Leo made totally legitimate and reasonable points.  I was explaining how in some cases it can be quite different, like our house recently.

I was just trying to help answer Brendan's question. Please don't be negative.


----------



## llgon (31 Jul 2018)

Sorry Arbitron, you're probably right but I couldn't resist. Your post does give an interesting perspective on the use of technology in some homes. However, I hope you can see that there is some irony in it and it doesn't really answer Brendan's question except maybe in a way you didn't intend it to.


----------



## AlbacoreA (31 Jul 2018)

Some types of remote working might require a better connection. Security video cameras maybe?
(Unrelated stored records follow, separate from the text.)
//! Filename column for tree list views: indentation, expand/collapse or link icon, base name
//! with symlink target, and highlight spans for directories and links.
//!
//! The column is stateless. Hosts size it once per batch with
//! [`FilenameColumn::max_width`] and then ask for each visible row with
//! [`FilenameColumn::display`].
//!
//! Feature flags:
//! - `serde`: deserialize [`FilenameParams`] and items from host JSON, serialize rendered rows.
//! - `tokio`: [`FilenameColumn::max_width_concurrent`] resolves link targets as concurrent
//!   blocking tasks.

mod columns;
mod context;
mod error;
mod filename;
mod glyphs;
mod measure;
mod model;
mod params;
pub mod prelude;
mod rendered;
mod style;

pub use columns::{ColumnRegistry, ItemColumn};
pub use context::ColumnBounds;
pub use error::{FilenameError, Result};
pub use filename::FilenameColumn;
pub use glyphs::FilenameGlyphs;
pub use measure::{CanonicalResolver, PathResolver, TextMeasure, UnicodeMeasure};
pub use model::{FileAction, ItemAction, TreeItem};
pub use params::FilenameParams;
pub use rendered::RenderedText;
pub use style::{
    DIRECTORY_ICON_SPAN, DIRECTORY_NAME_SPAN, HighlightOverrides, HighlightSpan, HighlightTheme,
    LINK_ICON_SPAN, LINK_NAME_SPAN, ResolvedHighlights,
};
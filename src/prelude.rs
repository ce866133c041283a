pub use crate::{
    CanonicalResolver, ColumnBounds, ColumnRegistry, FileAction, FilenameColumn, FilenameError,
    FilenameGlyphs, FilenameParams, HighlightOverrides, HighlightSpan, HighlightTheme,
    ItemAction, ItemColumn, PathResolver, RenderedText, TextMeasure, TreeItem, UnicodeMeasure,
};
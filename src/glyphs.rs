use crate::model::{ItemAction, TreeItem};

/// Icons drawn in front of the file name.
#[derive(Clone, Copy, Debug, PartialEq, Eq)]
pub struct FilenameGlyphs<'a> {
    pub collapsed: &'a str,
    pub expanded: &'a str,
    pub link: &'a str,
    pub leaf: &'a str,
}

impl FilenameGlyphs<'static> {
    pub const fn ascii() -> Self {
        Self {
            collapsed: "+",
            expanded: "-",
            link: "@",
            leaf: " ",
        }
    }

    pub const fn unicode() -> Self {
        Self {
            collapsed: "▸",
            expanded: "▾",
            link: "→",
            leaf: " ",
        }
    }
}

impl Default for FilenameGlyphs<'static> {
    fn default() -> Self {
        Self::ascii()
    }
}

impl<'a> FilenameGlyphs<'a> {
    /// Picks the icon for an item: directories first, then links, then plain files.
    pub fn icon_for<A: ItemAction>(&self, item: &TreeItem<A>) -> &'a str {
        if item.is_tree {
            if item.is_expanded {
                self.expanded
            } else {
                self.collapsed
            }
        } else if item.action.is_link() {
            self.link
        } else {
            self.leaf
        }
    }
}
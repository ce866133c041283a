use crate::error::{FilenameError, Result};

/// Half-open display range `[start_col, end_col)` assigned to the column in a row.
#[cfg_attr(feature = "serde", derive(serde::Serialize))]
#[derive(Clone, Copy, Debug, PartialEq, Eq)]
pub struct ColumnBounds {
    start_col: usize,
    end_col: usize,
}

impl ColumnBounds {
    /// Creates bounds, rejecting an end that lies before the start.
    pub const fn new(start_col: usize, end_col: usize) -> Result<Self> {
        if end_col < start_col {
            return Err(FilenameError::InvalidBounds { start_col, end_col });
        }
        Ok(Self { start_col, end_col })
    }

    /// Bounds starting at column zero with the given width.
    pub const fn with_width(width: usize) -> Self {
        Self {
            start_col: 0,
            end_col: width,
        }
    }

    pub const fn start_col(&self) -> usize {
        self.start_col
    }

    pub const fn end_col(&self) -> usize {
        self.end_col
    }

    /// Number of display cells covered by the bounds.
    pub const fn width(&self) -> usize {
        self.end_col - self.start_col
    }
}
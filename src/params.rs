#[cfg(feature = "serde")]
use serde::{Deserialize, Serialize};

use crate::glyphs::FilenameGlyphs;
use crate::style::HighlightOverrides;

/// Host-supplied column parameters.
///
/// Every field has a default, so hosts only pass what they want to change. With the
/// `serde` feature enabled, parameters deserialize from camelCase keys and missing keys
/// keep their defaults.
#[cfg_attr(feature = "serde", derive(Serialize, Deserialize))]
#[cfg_attr(feature = "serde", serde(default, rename_all = "camelCase"))]
#[derive(Clone, Debug, PartialEq, Eq)]
pub struct FilenameParams {
    /// Icon for a closed directory.
    pub collapsed_icon: String,
    /// Icon for an open directory.
    pub expanded_icon: String,
    /// Display cells reserved for the icon. Sizing assumes every icon fits in this many
    /// cells; a wider glyph makes rows exceed the computed column width.
    pub icon_width: u16,
    /// Display cells per nesting level.
    pub indentation_width: u16,
    /// Icon for a symbolic link.
    pub link_icon: String,
    /// Highlight group overrides.
    pub highlights: HighlightOverrides,
}

impl Default for FilenameParams {
    fn default() -> Self {
        Self::with_glyphs(FilenameGlyphs::ascii())
    }
}

impl FilenameParams {
    /// Default parameters using the given icon set.
    pub fn with_glyphs(glyphs: FilenameGlyphs<'_>) -> Self {
        Self {
            collapsed_icon: glyphs.collapsed.to_string(),
            expanded_icon: glyphs.expanded.to_string(),
            icon_width: 1,
            indentation_width: 1,
            link_icon: glyphs.link.to_string(),
            highlights: HighlightOverrides::default(),
        }
    }

    #[must_use]
    pub const fn icon_width(mut self, width: u16) -> Self {
        self.icon_width = width;
        self
    }

    #[must_use]
    pub const fn indentation_width(mut self, width: u16) -> Self {
        self.indentation_width = width;
        self
    }

    #[must_use]
    pub fn highlights(mut self, highlights: HighlightOverrides) -> Self {
        self.highlights = highlights;
        self
    }

    /// Borrowed icon set for these parameters.
    pub fn glyphs(&self) -> FilenameGlyphs<'_> {
        FilenameGlyphs {
            collapsed: &self.collapsed_icon,
            expanded: &self.expanded_icon,
            link: &self.link_icon,
            leaf: FilenameGlyphs::ascii().leaf,
        }
    }
}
Many websites are painful to use on a slow connection because there's a lot of bloat on the web these days in general.


----------



## Brendan Burgess (31 Jul 2018)

llgon said:


> God forbid



Hi arbiton

To be fair to ligon,  I saw that last night and posted the same response, but, on reflection, I deleted it.

I think you, and the others, have answered my question.

There are no essential services for which a home user requires high speed broadband. 

If it were switched off in your house, you would not lose access to anything essential. You would not be marginalised.  You might not be able to watch Netflix. I don't understand most of the other stuff you were doing, but it does not sound essential to me.  I am not denying that it must have been very nice to have, but it was not essential.

Brendan


----------



## AlbacoreA (31 Jul 2018)

Some people have replaced their TV and land line services with an internet service.


----------



## RETIRED2017 (31 Jul 2018)

AlbacoreA said:


> Some people have replaced their TV and land line services with an internet service.


I think we can see where this is heading ,I suspect we will be reading it in the papers in the next few weeks,


----------



## Brendan Burgess (31 Jul 2018)

AlbacoreA said:


> Some people have replaced their TV and land line services with an internet service.



And that is nice. But it's not essential. If they lose their Hi Speed broadband they can go back to their TV and land line.


----------



## RETIRED2017 (31 Jul 2018)

Brendan Burgess said:


> And that is nice. But it's not essential. If they lose their Hi Speed broadband they can go back to their TV and land line.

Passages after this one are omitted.